→ Required work
Of the entries below, return exactly those lines that fall between the one containing "Bourse Daemon Library" and the one containing "pub use scheduler::BatchScheduler;", the two end lines included.

** Material to process follows **

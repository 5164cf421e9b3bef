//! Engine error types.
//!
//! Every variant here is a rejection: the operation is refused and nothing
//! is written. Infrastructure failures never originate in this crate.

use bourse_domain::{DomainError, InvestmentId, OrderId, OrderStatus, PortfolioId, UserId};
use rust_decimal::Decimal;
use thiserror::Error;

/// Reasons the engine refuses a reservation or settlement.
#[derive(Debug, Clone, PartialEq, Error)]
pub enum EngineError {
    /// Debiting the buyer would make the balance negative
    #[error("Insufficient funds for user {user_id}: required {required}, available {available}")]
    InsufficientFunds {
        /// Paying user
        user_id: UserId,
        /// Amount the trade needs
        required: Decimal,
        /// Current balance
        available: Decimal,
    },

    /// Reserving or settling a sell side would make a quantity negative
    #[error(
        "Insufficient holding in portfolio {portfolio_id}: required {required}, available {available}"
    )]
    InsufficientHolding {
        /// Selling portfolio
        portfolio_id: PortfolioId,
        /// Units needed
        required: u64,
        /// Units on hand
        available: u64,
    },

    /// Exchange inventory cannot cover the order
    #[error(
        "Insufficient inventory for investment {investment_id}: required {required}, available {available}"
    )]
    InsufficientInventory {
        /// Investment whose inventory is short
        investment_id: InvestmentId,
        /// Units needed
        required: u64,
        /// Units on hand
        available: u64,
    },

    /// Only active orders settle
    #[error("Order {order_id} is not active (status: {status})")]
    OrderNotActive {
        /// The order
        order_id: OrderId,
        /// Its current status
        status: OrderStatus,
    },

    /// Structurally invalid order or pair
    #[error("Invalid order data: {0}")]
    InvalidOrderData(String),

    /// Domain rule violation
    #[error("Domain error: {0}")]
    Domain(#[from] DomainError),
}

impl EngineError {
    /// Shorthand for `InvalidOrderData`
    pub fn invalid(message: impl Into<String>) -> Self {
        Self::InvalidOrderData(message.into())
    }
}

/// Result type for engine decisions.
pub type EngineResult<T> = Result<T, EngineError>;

** End of Material to process **
** Material to process follows **

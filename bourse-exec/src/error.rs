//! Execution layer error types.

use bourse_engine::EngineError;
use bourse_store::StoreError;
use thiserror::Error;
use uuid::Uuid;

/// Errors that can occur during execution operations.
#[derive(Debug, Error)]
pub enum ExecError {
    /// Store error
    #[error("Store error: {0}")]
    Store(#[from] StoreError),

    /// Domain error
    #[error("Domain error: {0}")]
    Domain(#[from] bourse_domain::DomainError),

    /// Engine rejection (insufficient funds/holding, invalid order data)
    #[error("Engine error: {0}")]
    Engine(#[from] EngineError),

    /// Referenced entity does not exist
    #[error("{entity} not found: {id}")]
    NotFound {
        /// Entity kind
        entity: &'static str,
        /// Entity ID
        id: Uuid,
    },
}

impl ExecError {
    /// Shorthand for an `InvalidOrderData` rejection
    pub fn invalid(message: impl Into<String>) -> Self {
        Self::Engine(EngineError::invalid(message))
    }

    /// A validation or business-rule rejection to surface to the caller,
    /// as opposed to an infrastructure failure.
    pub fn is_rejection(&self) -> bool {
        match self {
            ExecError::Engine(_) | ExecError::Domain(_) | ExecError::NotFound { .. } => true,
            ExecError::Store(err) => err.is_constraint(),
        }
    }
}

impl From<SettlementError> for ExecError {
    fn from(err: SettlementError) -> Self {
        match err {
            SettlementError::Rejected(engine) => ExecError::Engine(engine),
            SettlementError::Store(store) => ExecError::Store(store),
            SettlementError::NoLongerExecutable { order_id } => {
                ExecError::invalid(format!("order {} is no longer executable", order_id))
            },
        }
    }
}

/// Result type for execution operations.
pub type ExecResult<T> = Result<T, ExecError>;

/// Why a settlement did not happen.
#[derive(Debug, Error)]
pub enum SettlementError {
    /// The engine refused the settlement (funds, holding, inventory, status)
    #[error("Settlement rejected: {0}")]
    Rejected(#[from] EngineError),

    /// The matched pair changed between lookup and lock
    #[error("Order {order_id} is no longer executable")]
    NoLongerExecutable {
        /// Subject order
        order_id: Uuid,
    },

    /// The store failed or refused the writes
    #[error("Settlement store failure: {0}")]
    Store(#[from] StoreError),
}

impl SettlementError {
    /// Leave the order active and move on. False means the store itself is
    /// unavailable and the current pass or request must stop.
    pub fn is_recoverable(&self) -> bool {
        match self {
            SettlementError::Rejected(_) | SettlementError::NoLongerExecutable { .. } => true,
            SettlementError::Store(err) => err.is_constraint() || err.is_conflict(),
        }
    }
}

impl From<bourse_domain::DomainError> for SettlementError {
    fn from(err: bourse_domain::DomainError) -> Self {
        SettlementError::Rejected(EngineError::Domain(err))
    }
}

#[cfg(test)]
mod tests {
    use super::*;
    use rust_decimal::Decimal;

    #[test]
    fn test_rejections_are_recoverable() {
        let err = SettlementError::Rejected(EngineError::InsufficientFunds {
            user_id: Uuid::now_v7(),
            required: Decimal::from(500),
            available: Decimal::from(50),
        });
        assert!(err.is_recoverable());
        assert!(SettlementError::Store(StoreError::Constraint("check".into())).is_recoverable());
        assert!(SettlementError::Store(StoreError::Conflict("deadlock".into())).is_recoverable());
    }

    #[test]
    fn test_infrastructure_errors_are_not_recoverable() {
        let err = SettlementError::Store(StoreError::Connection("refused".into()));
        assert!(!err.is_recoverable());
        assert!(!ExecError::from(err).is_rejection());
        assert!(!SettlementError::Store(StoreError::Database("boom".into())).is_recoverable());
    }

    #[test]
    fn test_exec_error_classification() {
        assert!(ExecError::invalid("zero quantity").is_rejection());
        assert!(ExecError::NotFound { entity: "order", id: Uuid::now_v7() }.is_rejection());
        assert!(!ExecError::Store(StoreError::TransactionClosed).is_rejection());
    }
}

** End of Material to process **
** Material to process follows **

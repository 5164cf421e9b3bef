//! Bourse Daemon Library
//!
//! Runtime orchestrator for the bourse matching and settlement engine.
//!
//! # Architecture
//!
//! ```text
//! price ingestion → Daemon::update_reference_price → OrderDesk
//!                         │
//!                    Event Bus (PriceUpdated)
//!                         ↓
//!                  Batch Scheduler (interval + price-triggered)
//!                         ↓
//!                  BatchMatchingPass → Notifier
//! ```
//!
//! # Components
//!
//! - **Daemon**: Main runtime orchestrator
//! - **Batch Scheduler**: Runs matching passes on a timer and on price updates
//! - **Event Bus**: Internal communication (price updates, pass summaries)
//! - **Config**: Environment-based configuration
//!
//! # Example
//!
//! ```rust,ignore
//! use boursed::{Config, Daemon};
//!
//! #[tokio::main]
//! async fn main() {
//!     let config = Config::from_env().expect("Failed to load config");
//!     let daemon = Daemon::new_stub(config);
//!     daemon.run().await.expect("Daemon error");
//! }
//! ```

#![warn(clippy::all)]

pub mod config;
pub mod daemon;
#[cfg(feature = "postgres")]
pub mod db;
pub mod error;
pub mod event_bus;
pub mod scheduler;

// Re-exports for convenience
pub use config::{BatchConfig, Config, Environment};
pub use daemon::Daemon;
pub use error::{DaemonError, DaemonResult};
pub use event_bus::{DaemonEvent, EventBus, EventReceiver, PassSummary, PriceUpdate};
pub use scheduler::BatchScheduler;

** End of Material to process **

→ Expected answer
//! Bourse Daemon Library
//!
//! Runtime orchestrator for the bourse matching and settlement engine.
//!
//! # Architecture
//!
//! ```text
//! price ingestion → Daemon::update_reference_price → OrderDesk
//!                         │
//!                    Event Bus (PriceUpdated)
//!                         ↓
//!                  Batch Scheduler (interval + price-triggered)
//!                         ↓
//!                  BatchMatchingPass → Notifier
//! ```
//!
//! # Components
//!
//! - **Daemon**: Main runtime orchestrator
//! - **Batch Scheduler**: Runs matching passes on a timer and on price updates
//! - **Event Bus**: Internal communication (price updates, pass summaries)
//! - **Config**: Environment-based configuration
//!
//! # Example
//!
//! ```rust,ignore
//! use boursed::{Config, Daemon};
//!
//! #[tokio::main]
//! async fn main() {
//!     let config = Config::from_env().expect("Failed to load config");
//!     let daemon = Daemon::new_stub(config);
//!     daemon.run().await.expect("Daemon error");
//! }
//! ```

#![warn(clippy::all)]

pub mod config;
pub mod daemon;
#[cfg(feature = "postgres")]
pub mod db;
pub mod error;
pub mod event_bus;
pub mod scheduler;

// Re-exports for convenience
pub use config::{BatchConfig, Config, Environment};
pub use daemon::Daemon;
pub use error::{DaemonError, DaemonResult};
pub use event_bus::{DaemonEvent, EventBus, EventReceiver, PassSummary, PriceUpdate};
pub use scheduler::BatchScheduler;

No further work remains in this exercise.